Development of new hosts for the TADF dyes in blend

In OLEDs, the nature of the host is as crucial as that of the emitter. As a rough guideline, the host has to possess a lower HOMO and a higher LUMO in comparison to those of the TADF guest. Also, the singlet excited state has to be well matched to achieve efficient Förster Resonance Energy Transfer (FRET), while the triplet excited state must be higher in energy than that of the TADF molecule one to avoid quenching of the TADF triplet and therefore disappearance of the RISC. Furthermore, the host has to be fully disorganized and amorphous in nature to allow a good dispersion and avoid emission quenching issues.

Polymeric host

PFO (Polydioctylfluorene) and F8BT (Poly(9,9-dioctylfluorene-alt-benzothiadiazole) are semiconductor hosts. While PFO is suitable for green emitters, F8BT can be used for red or near infrared (NIR) emitters. However, the F8BT triplet excited state lies low in energy inducing a quenching of the TADF of most NIR emitters. This is clearly detrimental to the external quantum efficiency of the system, “transforming” systems that belonged to the third generation of OLEDs into compounds (when using small molecular host such as CBP (4,4’-Bis(N-carbazolyl)-1,1’-biphenyl)) from the first generation of OLEDs. Despite this detrimental aspect with F8BT, the large roll-off observed in CBP is well-suppressed because the polymer plays the role of triplet excited state scavenger.

In this regard, we are designing and synthesizing new polymeric hosts with well-tuned HOMO, LUMO, singlet and triplet excited state energies. The targeted properties of such polymers also implies the absence of crystallinity allowing a better stability in time, the possibility to align/organize them (using brushing, shearing…) and the adjustment of their compatibility to dyes with different emission colors.

Liquid host

Motivated by the development of highly stretchable and deformable OLEDs, we seek to design semiconductor hosts of ultimate flexibility: i.e. liquid hosts at room temperature.
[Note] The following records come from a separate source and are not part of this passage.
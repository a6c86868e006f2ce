use std::time::Duration;

/// Tuning knobs for the query layer with sensible dashboard defaults.
///
/// These are load-bounding constants, not behavioral contracts: a deployment
/// pointed at a busier backend can widen the poll interval or shrink the
/// page size without touching query logic.
#[derive(Debug, Clone)]
pub struct ClientConfig {
    /// How often a live (narrow or unbounded time range) query re-runs.
    pub poll_interval: Duration,

    /// Time ranges at or below this width count as "narrow" and are
    /// eligible for interval polling. Wider ranges never auto-poll.
    pub narrow_range_cutoff: Duration,

    /// Attempts per request for retryable failures (network, 5xx).
    pub max_retries: u32,

    /// Page size requested from cursor-paginated endpoints.
    pub page_size: u32,

    /// Upper bound on points requested per playback window; the sample
    /// factor scales with window width to stay under this.
    pub target_points_per_window: u32,

    /// Initial playback window width.
    pub default_window_ms: i64,

    /// Whether this client was configured with elevated (admin) access.
    /// Decided once at startup from the transport configuration.
    pub elevated: bool,
}

impl Default for ClientConfig {
    fn default() -> Self {
        Self {
            poll_interval: Duration::from_secs(15),
            narrow_range_cutoff: Duration::from_secs(60 * 60),
            max_retries: 3,
            page_size: 50,
            target_points_per_window: 400,
            default_window_ms: 5 * 60 * 1000,
            elevated: false,
        }
    }
}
These materials are solvent-free conjugated molecular liquids. The liquid state at room temperature is achieved by functionalizing the molecules with short flexible siloxane chains. This procedure has proven to be powerful to make liquid bulky conjugated systems such as oligofluorenes and various arylamines. Despite their liquid character, these hosts were found to exhibit good charge transport properties, with mobilities that compete with the ones of the best molecular glasses. We showed that this result originated to the strong microsegregating character of the siloxane chains that lead to the formation of local scale organization. Based on these results, our objective is to synthesize new liquid host and liquid TADF emitters in order to develop efficient OLEDs based on liquid photoactive layer.